Below are the records; collect from them each line containing the string "census".

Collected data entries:
■ ■ ■ ■ ■ ■ ■
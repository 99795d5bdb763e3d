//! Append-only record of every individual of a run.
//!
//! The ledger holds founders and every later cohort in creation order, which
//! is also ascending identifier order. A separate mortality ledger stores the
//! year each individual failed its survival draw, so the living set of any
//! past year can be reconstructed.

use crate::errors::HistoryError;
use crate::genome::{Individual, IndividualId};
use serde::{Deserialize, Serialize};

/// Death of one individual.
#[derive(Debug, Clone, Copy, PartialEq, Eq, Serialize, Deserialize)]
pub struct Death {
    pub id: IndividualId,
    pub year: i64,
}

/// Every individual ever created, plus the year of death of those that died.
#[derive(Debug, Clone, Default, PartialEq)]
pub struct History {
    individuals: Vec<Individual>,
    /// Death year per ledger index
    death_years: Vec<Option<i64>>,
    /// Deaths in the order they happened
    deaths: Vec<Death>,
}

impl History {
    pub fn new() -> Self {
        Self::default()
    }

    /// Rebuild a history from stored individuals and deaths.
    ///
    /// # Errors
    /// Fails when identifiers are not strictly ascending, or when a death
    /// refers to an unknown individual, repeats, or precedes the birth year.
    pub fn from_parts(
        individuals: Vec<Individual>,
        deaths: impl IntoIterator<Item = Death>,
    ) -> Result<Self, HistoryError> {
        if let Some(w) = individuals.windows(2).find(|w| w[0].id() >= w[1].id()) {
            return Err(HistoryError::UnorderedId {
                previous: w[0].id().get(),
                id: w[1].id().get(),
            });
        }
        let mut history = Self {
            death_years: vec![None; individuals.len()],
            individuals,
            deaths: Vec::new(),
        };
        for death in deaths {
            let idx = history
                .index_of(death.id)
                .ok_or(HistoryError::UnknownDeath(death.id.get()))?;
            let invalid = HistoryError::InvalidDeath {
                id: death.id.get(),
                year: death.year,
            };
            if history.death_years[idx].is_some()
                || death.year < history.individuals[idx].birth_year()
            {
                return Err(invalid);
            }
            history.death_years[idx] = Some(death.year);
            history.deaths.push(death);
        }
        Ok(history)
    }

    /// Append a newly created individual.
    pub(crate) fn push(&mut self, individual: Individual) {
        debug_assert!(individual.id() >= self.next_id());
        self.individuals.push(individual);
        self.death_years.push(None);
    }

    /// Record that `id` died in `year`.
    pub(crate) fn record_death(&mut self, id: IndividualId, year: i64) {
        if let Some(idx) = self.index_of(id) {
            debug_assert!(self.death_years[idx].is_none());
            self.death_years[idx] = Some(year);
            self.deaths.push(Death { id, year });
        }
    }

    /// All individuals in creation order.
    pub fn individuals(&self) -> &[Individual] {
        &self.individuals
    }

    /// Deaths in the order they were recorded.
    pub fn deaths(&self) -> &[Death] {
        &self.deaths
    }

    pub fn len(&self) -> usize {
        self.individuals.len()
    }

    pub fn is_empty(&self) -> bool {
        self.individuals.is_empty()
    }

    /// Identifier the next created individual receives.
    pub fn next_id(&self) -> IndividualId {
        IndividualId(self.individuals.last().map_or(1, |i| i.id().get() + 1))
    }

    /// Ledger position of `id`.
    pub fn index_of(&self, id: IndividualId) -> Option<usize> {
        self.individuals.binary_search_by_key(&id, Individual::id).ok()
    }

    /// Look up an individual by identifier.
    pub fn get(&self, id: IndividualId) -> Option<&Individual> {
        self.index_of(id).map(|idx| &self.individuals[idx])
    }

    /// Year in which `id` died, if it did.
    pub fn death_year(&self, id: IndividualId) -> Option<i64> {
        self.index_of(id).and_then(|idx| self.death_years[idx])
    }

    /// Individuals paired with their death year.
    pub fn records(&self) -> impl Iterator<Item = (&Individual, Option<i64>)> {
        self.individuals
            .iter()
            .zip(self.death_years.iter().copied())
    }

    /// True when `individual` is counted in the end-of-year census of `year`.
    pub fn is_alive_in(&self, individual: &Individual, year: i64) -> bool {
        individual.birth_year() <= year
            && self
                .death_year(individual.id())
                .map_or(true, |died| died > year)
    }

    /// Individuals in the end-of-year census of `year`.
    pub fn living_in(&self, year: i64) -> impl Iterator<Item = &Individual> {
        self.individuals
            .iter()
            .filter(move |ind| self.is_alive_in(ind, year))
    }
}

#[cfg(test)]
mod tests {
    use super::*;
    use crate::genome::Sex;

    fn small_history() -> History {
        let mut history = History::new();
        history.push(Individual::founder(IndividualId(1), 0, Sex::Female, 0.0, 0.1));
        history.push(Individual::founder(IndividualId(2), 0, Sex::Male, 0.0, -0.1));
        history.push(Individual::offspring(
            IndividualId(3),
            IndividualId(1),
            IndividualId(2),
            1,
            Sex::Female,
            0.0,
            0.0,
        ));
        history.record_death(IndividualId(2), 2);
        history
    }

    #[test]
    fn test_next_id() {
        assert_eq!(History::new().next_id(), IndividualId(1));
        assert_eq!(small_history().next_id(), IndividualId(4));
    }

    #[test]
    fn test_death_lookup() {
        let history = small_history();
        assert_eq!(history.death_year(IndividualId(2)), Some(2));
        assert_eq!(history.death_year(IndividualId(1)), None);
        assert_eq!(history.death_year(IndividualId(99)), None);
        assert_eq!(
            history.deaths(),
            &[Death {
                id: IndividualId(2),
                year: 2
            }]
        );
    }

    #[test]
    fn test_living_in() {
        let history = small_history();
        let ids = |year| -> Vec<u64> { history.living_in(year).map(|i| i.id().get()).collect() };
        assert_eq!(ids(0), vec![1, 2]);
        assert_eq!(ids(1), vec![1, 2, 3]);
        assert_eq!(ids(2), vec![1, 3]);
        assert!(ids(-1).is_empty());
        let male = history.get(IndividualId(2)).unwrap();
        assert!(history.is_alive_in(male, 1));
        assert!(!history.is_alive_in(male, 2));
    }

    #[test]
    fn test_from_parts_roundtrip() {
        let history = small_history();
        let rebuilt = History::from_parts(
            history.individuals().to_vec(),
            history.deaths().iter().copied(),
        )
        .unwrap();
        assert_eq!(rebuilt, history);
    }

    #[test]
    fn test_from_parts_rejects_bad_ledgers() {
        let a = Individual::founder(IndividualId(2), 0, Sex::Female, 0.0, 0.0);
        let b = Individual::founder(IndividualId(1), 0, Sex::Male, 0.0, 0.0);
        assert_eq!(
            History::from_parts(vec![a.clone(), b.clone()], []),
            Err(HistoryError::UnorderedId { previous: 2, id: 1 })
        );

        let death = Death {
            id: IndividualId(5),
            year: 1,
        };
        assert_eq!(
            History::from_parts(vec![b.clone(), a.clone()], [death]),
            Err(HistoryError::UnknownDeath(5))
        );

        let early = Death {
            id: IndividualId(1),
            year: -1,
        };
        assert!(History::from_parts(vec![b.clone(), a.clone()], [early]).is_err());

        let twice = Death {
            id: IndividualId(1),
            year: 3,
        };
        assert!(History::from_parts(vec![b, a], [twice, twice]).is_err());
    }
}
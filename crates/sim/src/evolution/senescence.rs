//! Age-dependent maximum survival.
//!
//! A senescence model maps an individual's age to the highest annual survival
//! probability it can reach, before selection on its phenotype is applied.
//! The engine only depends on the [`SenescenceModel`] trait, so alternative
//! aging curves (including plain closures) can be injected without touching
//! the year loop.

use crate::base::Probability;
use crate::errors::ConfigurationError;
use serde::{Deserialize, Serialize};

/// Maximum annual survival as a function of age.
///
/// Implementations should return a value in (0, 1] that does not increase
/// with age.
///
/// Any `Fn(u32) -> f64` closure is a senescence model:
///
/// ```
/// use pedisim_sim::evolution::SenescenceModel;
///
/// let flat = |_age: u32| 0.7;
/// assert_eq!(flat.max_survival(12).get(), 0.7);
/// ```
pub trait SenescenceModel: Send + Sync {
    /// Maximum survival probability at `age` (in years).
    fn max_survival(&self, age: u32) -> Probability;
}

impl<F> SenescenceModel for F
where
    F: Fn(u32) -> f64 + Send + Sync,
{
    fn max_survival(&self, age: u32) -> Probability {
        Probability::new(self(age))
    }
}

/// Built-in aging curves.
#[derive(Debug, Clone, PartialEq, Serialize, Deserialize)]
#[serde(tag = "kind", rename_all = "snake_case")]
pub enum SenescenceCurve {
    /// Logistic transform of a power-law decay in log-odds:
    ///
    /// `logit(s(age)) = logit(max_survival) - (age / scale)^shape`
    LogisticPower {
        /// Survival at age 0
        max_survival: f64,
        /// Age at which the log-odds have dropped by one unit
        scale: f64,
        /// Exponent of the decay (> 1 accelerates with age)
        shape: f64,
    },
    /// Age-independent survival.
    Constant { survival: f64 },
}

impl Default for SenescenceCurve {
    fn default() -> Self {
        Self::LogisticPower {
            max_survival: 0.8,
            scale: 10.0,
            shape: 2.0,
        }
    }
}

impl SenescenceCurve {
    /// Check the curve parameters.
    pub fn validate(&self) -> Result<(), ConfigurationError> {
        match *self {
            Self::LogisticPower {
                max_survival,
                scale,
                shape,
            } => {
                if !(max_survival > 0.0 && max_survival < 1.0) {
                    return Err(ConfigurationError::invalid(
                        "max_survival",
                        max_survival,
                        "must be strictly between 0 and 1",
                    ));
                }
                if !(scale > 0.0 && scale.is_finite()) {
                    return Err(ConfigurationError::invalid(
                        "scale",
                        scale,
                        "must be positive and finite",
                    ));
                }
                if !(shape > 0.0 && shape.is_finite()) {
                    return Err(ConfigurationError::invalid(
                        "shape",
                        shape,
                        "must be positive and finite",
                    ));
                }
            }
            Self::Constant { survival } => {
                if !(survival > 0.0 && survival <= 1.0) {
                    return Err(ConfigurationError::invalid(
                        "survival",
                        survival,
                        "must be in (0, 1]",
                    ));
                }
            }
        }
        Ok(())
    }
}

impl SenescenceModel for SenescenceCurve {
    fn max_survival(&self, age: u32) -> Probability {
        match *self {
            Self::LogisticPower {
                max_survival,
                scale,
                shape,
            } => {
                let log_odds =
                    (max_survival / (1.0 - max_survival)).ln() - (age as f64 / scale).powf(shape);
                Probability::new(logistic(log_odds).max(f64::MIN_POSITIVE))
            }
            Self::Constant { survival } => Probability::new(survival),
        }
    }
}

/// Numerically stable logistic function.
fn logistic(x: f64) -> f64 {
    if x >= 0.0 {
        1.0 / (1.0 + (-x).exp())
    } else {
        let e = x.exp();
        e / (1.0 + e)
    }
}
■ ■ ■ ■ ■ ■ ■
Expected answer:
    /// True when `individual` is counted in the end-of-year census of `year`.
    /// Individuals in the end-of-year census of `year`.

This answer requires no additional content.